### Exercise brief:
Lines below containing the word "triggers" should be copied out.

(Data for the task begins)

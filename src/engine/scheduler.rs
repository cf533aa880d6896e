//! Time-triggered job loop.
//!
//! A daily trigger generates the accumulator at a fixed local time and
//! starts an hourly result fetch; the hourly trigger cancels itself once
//! every accumulator member for the day has reached a terminal status.
//! Jobs run to completion inside a tick, so no two ever overlap.

use anyhow::Result;
use chrono::{Duration as ChronoDuration, Local, NaiveDateTime, NaiveTime};
use std::time::Duration;
use tracing::{error, info};

use crate::engine::jobs::{FetchScope, Pipeline};

#[derive(Debug, Clone)]
pub struct ScheduleSettings {
    /// Local time of the daily generation run.
    pub daily_at: NaiveTime,
    pub results_every: Duration,
    /// How often the loop wakes to check triggers.
    pub poll: Duration,
    /// Pass `reset` to the daily job (clears every previous day's flags).
    pub reset_on_daily: bool,
    /// Look-back window for the hourly fetch.
    pub days_back: i64,
}

impl Default for ScheduleSettings {
    fn default() -> Self {
        Self {
            daily_at: NaiveTime::from_hms_opt(7, 0, 0).unwrap_or_default(),
            results_every: Duration::from_secs(3600),
            poll: Duration::from_secs(60),
            reset_on_daily: false,
            days_back: 1,
        }
    }
}

/// First occurrence of `at` strictly after `now`.
pub fn next_occurrence(now: NaiveDateTime, at: NaiveTime) -> NaiveDateTime {
    let today = now.date().and_time(at);
    if today > now {
        today
    } else {
        today + ChronoDuration::days(1)
    }
}

/// Which triggers fired on a tick.
#[derive(Debug, Clone, Copy, Default, PartialEq)]
pub struct Due {
    pub daily: bool,
    pub results: bool,
}

/// Trigger bookkeeping, free of I/O.
#[derive(Debug, Clone)]
pub struct Schedule {
    daily_at: NaiveTime,
    results_every: ChronoDuration,
    next_daily: NaiveDateTime,
    next_results: Option<NaiveDateTime>,
}

impl Schedule {
    pub fn new(now: NaiveDateTime, daily_at: NaiveTime, results_every: Duration) -> Self {
        Self {
            daily_at,
            results_every: ChronoDuration::from_std(results_every)
                .unwrap_or_else(|_| ChronoDuration::hours(1)),
            next_daily: next_occurrence(now, daily_at),
            next_results: None,
        }
    }

    /// Start (or restart) the recurring result fetch, first run one
    /// interval from `now`.
    pub fn start_results(&mut self, now: NaiveDateTime) {
        self.next_results = Some(now + self.results_every);
    }

    pub fn stop_results(&mut self) {
        self.next_results = None;
    }

    pub fn results_active(&self) -> bool {
        self.next_results.is_some()
    }

    pub fn next_daily(&self) -> NaiveDateTime {
        self.next_daily
    }

    /// Fire whatever is due at `now` and re-arm it.
    pub fn due(&mut self, now: NaiveDateTime) -> Due {
        let mut due = Due::default();
        if now >= self.next_daily {
            due.daily = true;
            self.next_daily = next_occurrence(now, self.daily_at);
        }
        if let Some(at) = self.next_results {
            if now >= at {
                due.results = true;
                self.next_results = Some(now + self.results_every);
            }
        }
        due
    }
}

/// Run the scheduler until Ctrl+C.
pub async fn run(pipeline: &Pipeline, settings: &ScheduleSettings) -> Result<()> {
    let mut schedule = Schedule::new(Local::now().naive_local(), settings.daily_at, settings.results_every);

    // Restarted mid-day with matches still in play: resume fetching.
    let today = Local::now().date_naive();
    match pipeline.should_keep_fetching(today).await {
        Ok(true) => {
            schedule.start_results(Local::now().naive_local());
            info!("Resuming hourly result fetching");
        }
        Ok(false) => {}
        Err(e) => error!(error = %e, "Could not check today's accumulator"),
    }

    let mut ticker = tokio::time::interval(settings.poll);
    let shutdown = tokio::signal::ctrl_c();
    tokio::pin!(shutdown);

    info!(
        daily_at = %settings.daily_at,
        next_daily = %schedule.next_daily(),
        "Scheduler running. Press Ctrl+C to stop."
    );

    loop {
        tokio::select! {
            _ = ticker.tick() => {
                let now = Local::now().naive_local();
                let due = schedule.due(now);

                if due.daily {
                    let day = now.date();
                    info!(%day, "Starting daily match generation");
                    match pipeline.generate_daily(day, settings.reset_on_daily).await {
                        Ok(report) => {
                            info!(selected = report.selected.len(), "Daily matches generated");
                            schedule.start_results(now);
                            info!("Result fetching scheduled");
                        }
                        Err(e) => error!(error = %e, "Daily generation failed"),
                    }
                }

                if due.results {
                    match pipeline.fetch_results(FetchScope::LookBack(settings.days_back)).await {
                        Ok(report) => info!(
                            successful = report.successful,
                            failed = report.failed,
                            "Hourly result fetch complete"
                        ),
                        Err(e) => error!(error = %e, "Result fetch failed"),
                    }
                    match pipeline.should_keep_fetching(now.date()).await {
                        Ok(false) => {
                            schedule.stop_results();
                            info!("All accumulator matches for today have finished. Stopping result fetcher.");
                        }
                        Ok(true) => {}
                        Err(e) => error!(error = %e, "Could not check today's accumulator"),
                    }
                }
            }
            _ = &mut shutdown => {
                info!("Shutdown signal received.");
                break;
            }
        }
    }

    Ok(())
}

// ---------------------------------------------------------------------------
// Tests
// ---------------------------------------------------------------------------

#[cfg(test)]
mod tests {
    use super::*;
    use chrono::NaiveDate;

    fn at(h: u32, m: u32) -> NaiveDateTime {
        NaiveDate::from_ymd_opt(2026, 10, 18)
            .unwrap()
            .and_hms_opt(h, m, 0)
            .unwrap()
    }

    fn seven() -> NaiveTime {
        NaiveTime::from_hms_opt(7, 0, 0).unwrap()
    }

    #[test]
    fn test_next_occurrence() {
        assert_eq!(next_occurrence(at(6, 59), seven()), at(7, 0));
        assert_eq!(next_occurrence(at(7, 0), seven()), at(7, 0) + ChronoDuration::days(1));
        assert_eq!(next_occurrence(at(22, 0), seven()), at(7, 0) + ChronoDuration::days(1));
    }

    #[test]
    fn test_daily_fires_once_per_day() {
        let mut s = Schedule::new(at(6, 0), seven(), Duration::from_secs(3600));
        assert_eq!(s.due(at(6, 59)), Due::default());
        assert!(s.due(at(7, 0)).daily);
        assert!(!s.due(at(7, 1)).daily);
        assert_eq!(s.next_daily(), at(7, 0) + ChronoDuration::days(1));
    }

    #[test]
    fn test_results_trigger_rearms_until_stopped() {
        let mut s = Schedule::new(at(6, 0), seven(), Duration::from_secs(3600));
        assert!(!s.due(at(8, 0)).results);

        s.start_results(at(7, 0));
        assert!(s.results_active());
        assert!(!s.due(at(7, 59)).results);
        assert!(s.due(at(8, 0)).results);
        assert!(!s.due(at(8, 30)).results);
        assert!(s.due(at(9, 0)).results);

        s.stop_results();
        assert!(!s.due(at(11, 0)).results);
        assert!(!s.results_active());
    }
}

(Data for the task ends)

### Written answer:
    /// How often the loop wakes to check triggers.
/// Which triggers fired on a tick.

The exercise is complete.